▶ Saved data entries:

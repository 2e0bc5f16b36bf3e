//! OpenAI-compatible chat completions client.
//!
//! Works against OpenAI itself and any endpoint that follows the same
//! `/chat/completions` request and response shape (vLLM, Ollama, gateways).

use super::{
    CompletionRequest, CompletionResponse, LanguageModel, Message, Role, TokenUsage, ToolCall,
    DEFAULT_CONTEXT_WINDOW,
};
use crate::config::LlmConfig;
use crate::error::LlmError;
use async_trait::async_trait;
use reqwest::Client;
use serde::Deserialize;
use serde_json::{json, Value};
use std::time::Duration;
use tracing::debug;

pub struct OpenAiCompatibleModel {
    client: Client,
    base_url: String,
    api_key: String,
}

impl OpenAiCompatibleModel {
    pub fn new(base_url: impl Into<String>, api_key: impl Into<String>, timeout: Duration) -> Result<Self, LlmError> {
        let client = Client::builder().timeout(timeout).build()?;
        Ok(Self {
            client,
            base_url: base_url.into().trim_end_matches('/').to_string(),
            api_key: api_key.into(),
        })
    }

    /// Builds a client, reading the key from the variable named in `config`.
    pub fn from_config(config: &LlmConfig) -> Result<Self, LlmError> {
        let api_key = std::env::var(&config.api_key_env).map_err(|_| LlmError::MissingApiKey {
            provider: "OpenAI-compatible endpoint".to_string(),
            env_var: config.api_key_env.clone(),
        })?;
        Self::new(
            config.base_url.clone(),
            api_key,
            Duration::from_secs(config.timeout_secs),
        )
    }
}

#[async_trait]
impl LanguageModel for OpenAiCompatibleModel {
    async fn complete(&self, request: CompletionRequest) -> Result<CompletionResponse, LlmError> {
        let body = request_body(&request);
        debug!(model = %request.model, messages = request.messages.len(), tools = request.tools.len(), "chat completion");

        let response = self
            .client
            .post(format!("{}/chat/completions", self.base_url))
            .bearer_auth(&self.api_key)
            .json(&body)
            .send()
            .await?;

        let status = response.status();
        if !status.is_success() {
            let body = response.text().await.unwrap_or_default();
            return Err(LlmError::Status {
                status: status.as_u16(),
                body,
            });
        }

        let parsed: ChatCompletion = response
            .json()
            .await
            .map_err(|e| LlmError::ResponseParse(e.to_string()))?;
        parse_completion(parsed)
    }

    fn context_window(&self, model_id: &str) -> usize {
        known_context_window(model_id).unwrap_or(DEFAULT_CONTEXT_WINDOW)
    }
}

fn known_context_window(model_id: &str) -> Option<usize> {
    let id = model_id.to_lowercase();
    let id = id.rsplit('/').next().unwrap_or(&id);
    match id {
        m if m.starts_with("gpt-4.1") => Some(1_047_576),
        m if m.starts_with("gpt-5") => Some(400_000),
        m if m.starts_with("gpt-4o") || m.starts_with("gpt-4-turbo") => Some(128_000),
        m if m.starts_with("gpt-3.5-turbo") => Some(16_385),
        m if m.starts_with("o3") || m.starts_with("o4") => Some(200_000),
        m if m.starts_with("claude") => Some(200_000),
        m if m.starts_with("gemini") => Some(1_048_576),
        _ => None,
    }
}

fn message_json(message: &Message) -> Value {
    match message.role {
        Role::Tool => json!({
            "role": "tool",
            "tool_call_id": message.tool_call_id.as_deref().unwrap_or_default(),
            "content": message.content,
        }),
        Role::Assistant if !message.tool_calls.is_empty() => {
            let calls: Vec<Value> = message
                .tool_calls
                .iter()
                .map(|call| {
                    json!({
                        "id": call.id,
                        "type": "function",
                        "function": {
                            "name": call.name,
                            "arguments": call.arguments.to_string(),
                        }
                    })
                })
                .collect();
            json!({
                "role": "assistant",
                "content": if message.content.is_empty() { Value::Null } else { Value::String(message.content.clone()) },
                "tool_calls": calls,
            })
        }
        role => json!({ "role": role.as_str(), "content": message.content }),
    }
}

fn request_body(request: &CompletionRequest) -> Value {
    let mut body = json!({
        "model": request.model,
        "messages": request.messages.iter().map(message_json).collect::<Vec<_>>(),
        "max_tokens": request.max_output_tokens,
    });
    if !request.tools.is_empty() {
        let tools: Vec<Value> = request
            .tools
            .iter()
            .map(|tool| {
                json!({
                    "type": "function",
                    "function": {
                        "name": tool.name,
                        "description": tool.description,
                        "parameters": tool.parameters,
                    }
                })
            })
            .collect();
        body["tools"] = Value::Array(tools);
    }
    body
}

#[derive(Debug, Deserialize)]
struct ChatCompletion {
    choices: Vec<Choice>,
    #[serde(default)]
    usage: Option<WireUsage>,
}

#[derive(Debug, Deserialize)]
struct Choice {
    message: ChoiceMessage,
}

#[derive(Debug, Deserialize)]
struct ChoiceMessage {
    #[serde(default)]
    content: Option<String>,
    #[serde(default)]
    tool_calls: Option<Vec<WireToolCall>>,
}

#[derive(Debug, Deserialize)]
struct WireToolCall {
    id: String,
    function: WireFunction,
}

#[derive(Debug, Deserialize)]
struct WireFunction {
    name: String,
    #[serde(default)]
    arguments: String,
}

#[derive(Debug, Deserialize)]
struct WireUsage {
    #[serde(default)]
    prompt_tokens: u64,
    #[serde(default)]
    completion_tokens: u64,
}

fn parse_completion(completion: ChatCompletion) -> Result<CompletionResponse, LlmError> {
    let choice = completion
        .choices
        .into_iter()
        .next()
        .ok_or_else(|| LlmError::ResponseParse("response has no choices".to_string()))?;

    let tool_calls = choice
        .message
        .tool_calls
        .unwrap_or_default()
        .into_iter()
        .map(|call| {
            // Malformed argument JSON is passed through as a string so the
            // tool can report it back to the model.
            let arguments = serde_json::from_str(&call.function.arguments)
                .unwrap_or(Value::String(call.function.arguments));
            ToolCall::new(call.id, call.function.name, arguments)
        })
        .collect();

    let usage = completion
        .usage
        .map(|u| TokenUsage::new(u.prompt_tokens, u.completion_tokens))
        .unwrap_or_default();

    Ok(CompletionResponse {
        content: choice.message.content.filter(|c| !c.is_empty()),
        tool_calls,
        usage,
    })
}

▶ Your goal:
Leaving nothing out, print each line above exactly.

▶ Solution:
repository 2e0bc5f16b36bf3e
//! OpenAI-compatible chat completions client.
//!
//! Works against OpenAI itself and any endpoint that follows the same
//! `/chat/completions` request and response shape (vLLM, Ollama, gateways).

use super::{
    CompletionRequest, CompletionResponse, LanguageModel, Message, Role, TokenUsage, ToolCall,
    DEFAULT_CONTEXT_WINDOW,
};
use crate::config::LlmConfig;
use crate::error::LlmError;
use async_trait::async_trait;
use reqwest::Client;
use serde::Deserialize;
use serde_json::{json, Value};
use std::time::Duration;
use tracing::debug;

pub struct OpenAiCompatibleModel {
    client: Client,
    base_url: String,
    api_key: String,
}

impl OpenAiCompatibleModel {
    pub fn new(base_url: impl Into<String>, api_key: impl Into<String>, timeout: Duration) -> Result<Self, LlmError> {
        let client = Client::builder().timeout(timeout).build()?;
        Ok(Self {
            client,
            base_url: base_url.into().trim_end_matches('/').to_string(),
            api_key: api_key.into(),
        })
    }

    /// Builds a client, reading the key from the variable named in `config`.
    pub fn from_config(config: &LlmConfig) -> Result<Self, LlmError> {
        let api_key = std::env::var(&config.api_key_env).map_err(|_| LlmError::MissingApiKey {
            provider: "OpenAI-compatible endpoint".to_string(),
            env_var: config.api_key_env.clone(),
        })?;
        Self::new(
            config.base_url.clone(),
            api_key,
            Duration::from_secs(config.timeout_secs),
        )
    }
}

#[async_trait]
impl LanguageModel for OpenAiCompatibleModel {
    async fn complete(&self, request: CompletionRequest) -> Result<CompletionResponse, LlmError> {
        let body = request_body(&request);
        debug!(model = %request.model, messages = request.messages.len(), tools = request.tools.len(), "chat completion");

        let response = self
            .client
            .post(format!("{}/chat/completions", self.base_url))
            .bearer_auth(&self.api_key)
            .json(&body)
            .send()
            .await?;

        let status = response.status();
        if !status.is_success() {
            let body = response.text().await.unwrap_or_default();
            return Err(LlmError::Status {
                status: status.as_u16(),
                body,
            });
        }

        let parsed: ChatCompletion = response
            .json()
            .await
            .map_err(|e| LlmError::ResponseParse(e.to_string()))?;
        parse_completion(parsed)
    }

    fn context_window(&self, model_id: &str) -> usize {
        known_context_window(model_id).unwrap_or(DEFAULT_CONTEXT_WINDOW)
    }
}

fn known_context_window(model_id: &str) -> Option<usize> {
    let id = model_id.to_lowercase();
    let id = id.rsplit('/').next().unwrap_or(&id);
    match id {
        m if m.starts_with("gpt-4.1") => Some(1_047_576),
        m if m.starts_with("gpt-5") => Some(400_000),
        m if m.starts_with("gpt-4o") || m.starts_with("gpt-4-turbo") => Some(128_000),
        m if m.starts_with("gpt-3.5-turbo") => Some(16_385),
        m if m.starts_with("o3") || m.starts_with("o4") => Some(200_000),
        m if m.starts_with("claude") => Some(200_000),
        m if m.starts_with("gemini") => Some(1_048_576),
        _ => None,
    }
}

fn message_json(message: &Message) -> Value {
    match message.role {
        Role::Tool => json!({
            "role": "tool",
            "tool_call_id": message.tool_call_id.as_deref().unwrap_or_default(),
            "content": message.content,
        }),
        Role::Assistant if !message.tool_calls.is_empty() => {
            let calls: Vec<Value> = message
                .tool_calls
                .iter()
                .map(|call| {
                    json!({
                        "id": call.id,
                        "type": "function",
                        "function": {
                            "name": call.name,
                            "arguments": call.arguments.to_string(),
                        }
                    })
                })
                .collect();
            json!({
                "role": "assistant",
                "content": if message.content.is_empty() { Value::Null } else { Value::String(message.content.clone()) },
                "tool_calls": calls,
            })
        }
        role => json!({ "role": role.as_str(), "content": message.content }),
    }
}

fn request_body(request: &CompletionRequest) -> Value {
    let mut body = json!({
        "model": request.model,
        "messages": request.messages.iter().map(message_json).collect::<Vec<_>>(),
        "max_tokens": request.max_output_tokens,
    });
    if !request.tools.is_empty() {
        let tools: Vec<Value> = request
            .tools
            .iter()
            .map(|tool| {
                json!({
                    "type": "function",
                    "function": {
                        "name": tool.name,
                        "description": tool.description,
                        "parameters": tool.parameters,
                    }
                })
            })
            .collect();
        body["tools"] = Value::Array(tools);
    }
    body
}

#[derive(Debug, Deserialize)]
struct ChatCompletion {
    choices: Vec<Choice>,
    #[serde(default)]
    usage: Option<WireUsage>,
}

#[derive(Debug, Deserialize)]
struct Choice {
    message: ChoiceMessage,
}

#[derive(Debug, Deserialize)]
struct ChoiceMessage {
    #[serde(default)]
    content: Option<String>,
    #[serde(default)]
    tool_calls: Option<Vec<WireToolCall>>,
}

#[derive(Debug, Deserialize)]
struct WireToolCall {
    id: String,
    function: WireFunction,
}

#[derive(Debug, Deserialize)]
struct WireFunction {
    name: String,
    #[serde(default)]
    arguments: String,
}

#[derive(Debug, Deserialize)]
struct WireUsage {
    #[serde(default)]
    prompt_tokens: u64,
    #[serde(default)]
    completion_tokens: u64,
}

fn parse_completion(completion: ChatCompletion) -> Result<CompletionResponse, LlmError> {
    let choice = completion
        .choices
        .into_iter()
        .next()
        .ok_or_else(|| LlmError::ResponseParse("response has no choices".to_string()))?;

    let tool_calls = choice
        .message
        .tool_calls
        .unwrap_or_default()
        .into_iter()
        .map(|call| {
            // Malformed argument JSON is passed through as a string so the
            // tool can report it back to the model.
            let arguments = serde_json::from_str(&call.function.arguments)
                .unwrap_or(Value::String(call.function.arguments));
            ToolCall::new(call.id, call.function.name, arguments)
        })
        .collect();

    let usage = completion
        .usage
        .map(|u| TokenUsage::new(u.prompt_tokens, u.completion_tokens))
        .unwrap_or_default();

    Ok(CompletionResponse {
        content: choice.message.content.filter(|c| !c.is_empty()),
        tool_calls,
        usage,
    })
}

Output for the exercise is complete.